I have this little nagging suspicion that after I return from Spain in November, I might be forced into this choice. Of course, I can hope that both of my jobs decide not to can me for leaving them high and dry for 45 days, but let’s face it – America does not believe in taking a break. Vacation days are for wusses. If we’re lucky, we get two weeks of paid vacation, but even then, we’re subtly (and sometimes not-so-subtly) made to feel guilty for desiring to use all of them. And that’s why people like me are slowly losing their minds. We need a break, and what’s more, we need a long one.

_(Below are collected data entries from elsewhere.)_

use std::fmt;
use std::rc::Rc;

use crate::ObjectId;

/// A dynamic property value. Objects are referenced by arena id, strings and
/// lists are cheaply clonable via `Rc`.
#[derive(Clone, Debug, Default, PartialEq)]
pub enum Value {
	#[default]
	Undefined,
	Null,
	Bool(bool),
	Int(i64),
	Float(f64),
	Str(Rc<str>),
	Object(ObjectId),
	List(Rc<Vec<Value>>),
}

impl Value {
	pub fn str(value: impl AsRef<str>) -> Value {
		Value::Str(Rc::from(value.as_ref()))
	}

	pub fn list(items: Vec<Value>) -> Value {
		Value::List(Rc::new(items))
	}

	pub fn as_object(&self) -> Option<ObjectId> {
		match self {
			Value::Object(id) => Some(*id),
			_ => None,
		}
	}

	pub fn as_str(&self) -> Option<&str> {
		match self {
			Value::Str(s) => Some(s),
			_ => None,
		}
	}

	pub fn as_int(&self) -> Option<i64> {
		match self {
			Value::Int(n) => Some(*n),
			_ => None,
		}
	}

	pub fn as_bool(&self) -> Option<bool> {
		match self {
			Value::Bool(b) => Some(*b),
			_ => None,
		}
	}

	pub fn as_list(&self) -> Option<&[Value]> {
		match self {
			Value::List(items) => Some(items),
			_ => None,
		}
	}

	/// `Undefined` and `Null` both read as "nothing there" during path
	/// traversal.
	pub fn is_none_like(&self) -> bool {
		matches!(self, Value::Undefined | Value::Null)
	}

	/// Identity comparison used when deciding whether a chain has to
	/// re-parent: objects compare by id, everything else by value.
	pub(crate) fn same_identity(a: &Value, b: &Value) -> bool {
		match (a, b) {
			(Value::Object(x), Value::Object(y)) => x == y,
			(Value::List(x), Value::List(y)) => Rc::ptr_eq(x, y),
			_ => a == b,
		}
	}
}

impl fmt::Display for Value {
	fn fmt(&self, f: &mut fmt::Formatter<'_>) -> fmt::Result {
		match self {
			Value::Undefined => write!(f, "undefined"),
			Value::Null => write!(f, "null"),
			Value::Bool(b) => write!(f, "{}", b),
			Value::Int(n) => write!(f, "{}", n),
			Value::Float(n) => write!(f, "{}", n),
			Value::Str(s) => write!(f, "{:?}", s),
			Value::Object(id) => write!(f, "{}", id),
			Value::List(items) => {
				write!(f, "[")?;
				for (i, item) in items.iter().enumerate() {
					if i > 0 {
						write!(f, ", ")?;
					}
					write!(f, "{}", item)?;
				}
				write!(f, "]")
			}
		}
	}
}

impl From<bool> for Value {
	fn from(value: bool) -> Self {
		Value::Bool(value)
	}
}

impl From<i64> for Value {
	fn from(value: i64) -> Self {
		Value::Int(value)
	}
}

impl From<f64> for Value {
	fn from(value: f64) -> Self {
		Value::Float(value)
	}
}

impl From<&str> for Value {
	fn from(value: &str) -> Self {
		Value::str(value)
	}
}

impl From<String> for Value {
	fn from(value: String) -> Self {
		Value::Str(Rc::from(value.as_str()))
	}
}

impl From<ObjectId> for Value {
	fn from(value: ObjectId) -> Self {
		Value::Object(value)
	}
}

So I made this decision to love myself enough to give myself the break I so desire and deserve, even if it means that my employers can’t get along without me. I’d rather have to find new jobs than continue to put off this pilgrimage for another year. When I’m old and gray and too old to travel outside of my retirement home, I don’t want to have any regrets about missed opportunities to explore the world. I’ve told my New Orleans job that I plan to leave, and to be quite fair, my officemates are really supportive of my choice, even if they’re apprehensive at where this will leave them when I’m gone. I haven’t told the Chicago job yet, because I think it will lodge in my boss’s mind like a piece of grit in an oyster, slowly turning and growing into a giant pearl of contention. It’s not worth it right now to upset her. Maybe in a few months.
The other part of the equation is this sneaking suspicion that nothing I do really matters. I look around me, at my job, at my friends’, and it seems that we waste our lives sitting in cubicles, performing mundane tasks that ultimately don’t matter. I really enjoy marketing, but I can’t shake the feeling that I’m not helping the world in any way. And it’s no question that the continued exposure to technology is destroying my brain. I’m frequently too sad to leave the house, and have the attention span of an ADHD goldfish. My memory is measurably worse. It’s no real stretch to imagine dementia setting in sooner rather than later, and that’s terrifying to me.

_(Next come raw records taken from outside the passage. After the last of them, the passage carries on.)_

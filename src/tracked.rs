use crate::{ObjectId, Universe, Value};

/// Tracked fields are the autotracking-native storage mode: a backing value
/// in metadata plus the property tag. Reads consume the tag; writes dirty it
/// together with the object's self tag, so coarse-grained consumers see the
/// object move even when they never read the field itself.
impl Universe {
	pub fn define_tracked(&mut self, obj: ObjectId, key: &str, initial: Value) {
		crate::assert_valid_path_segment(key);
		self.objects.slot_mut(obj).properties.remove(key);
		self.meta_mut(obj).tracked.insert(key.to_owned(), initial);
	}

	pub(crate) fn tracked_value(&self, obj: ObjectId, key: &str) -> Option<Value> {
		self.meta(obj).and_then(|m| m.tracked.get(key).cloned())
	}

	pub(crate) fn read_tracked(&mut self, obj: ObjectId, key: &str, value: Value) -> Value {
		self.consume_property_tag(obj, key);
		if matches!(value, Value::List(_)) {
			self.consume_property_tag(obj, &format!("{}.[]", key));
		}
		value
	}

	pub(crate) fn write_tracked(&mut self, obj: ObjectId, key: &str, value: Value) {
		self.meta_mut(obj)
			.tracked
			.insert(key.to_owned(), value);
		self.dirty_property_tag(obj, key);
		self.dirty_object_tag(obj);
	}
}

Is this who I want to be? From a physical and spiritual standpoint, how can I afford to continue this trajectory? But from a financial standpoint, how can I not? It’s a conundrum. I wish that I could tell my 18-year-old self not to lose that full scholarship, or my 23-year-old self not to go to school for historic preservation. But killing those butterflies would destroy this world as I know it, and I’ll take the crushing student loan debt in exchange for the handsome writer who makes me coffee and laughs at my stupid jokes, thanks. I still have hope that some small changes will help me keep my sanity and figure out how to live a fulfilling life within the boundaries I’ve created for myself.
Still, what would I do if I knew I couldn’t lose? If I knew I could keep him AND achieve success in a fulfilling career? I don’t even know how to turn the hopeful part of my brain back on to contemplate that question at full capacity. Maybe when my feet meet the Camino, those gears will start to turn. Maybe I’ll be able to figure it out. I guess I’d cast my net wide. I’d look to new cities for opportunities. I’d look to new countries, even. I’d try to get into the film industry. I’d take this idea of writing a book and make it central to the way I live my life. I’d fold so many origami flowers that my apartment would be the envy of gardeners everywhere. I’d find a museum that wanted a ragtag history like mine, and would take a chance on me as a curator. I’d sing, sing, sing every day.
Sometimes I hate being both a dreamer and a realist. I hate how I crush my own spirit so much more efficiently than anyone else could. These choices seem so simple when I see them in writing. Why are they monumental in my imagination? Please, Santiago, help me walk back to my life, the real one, the one without fear.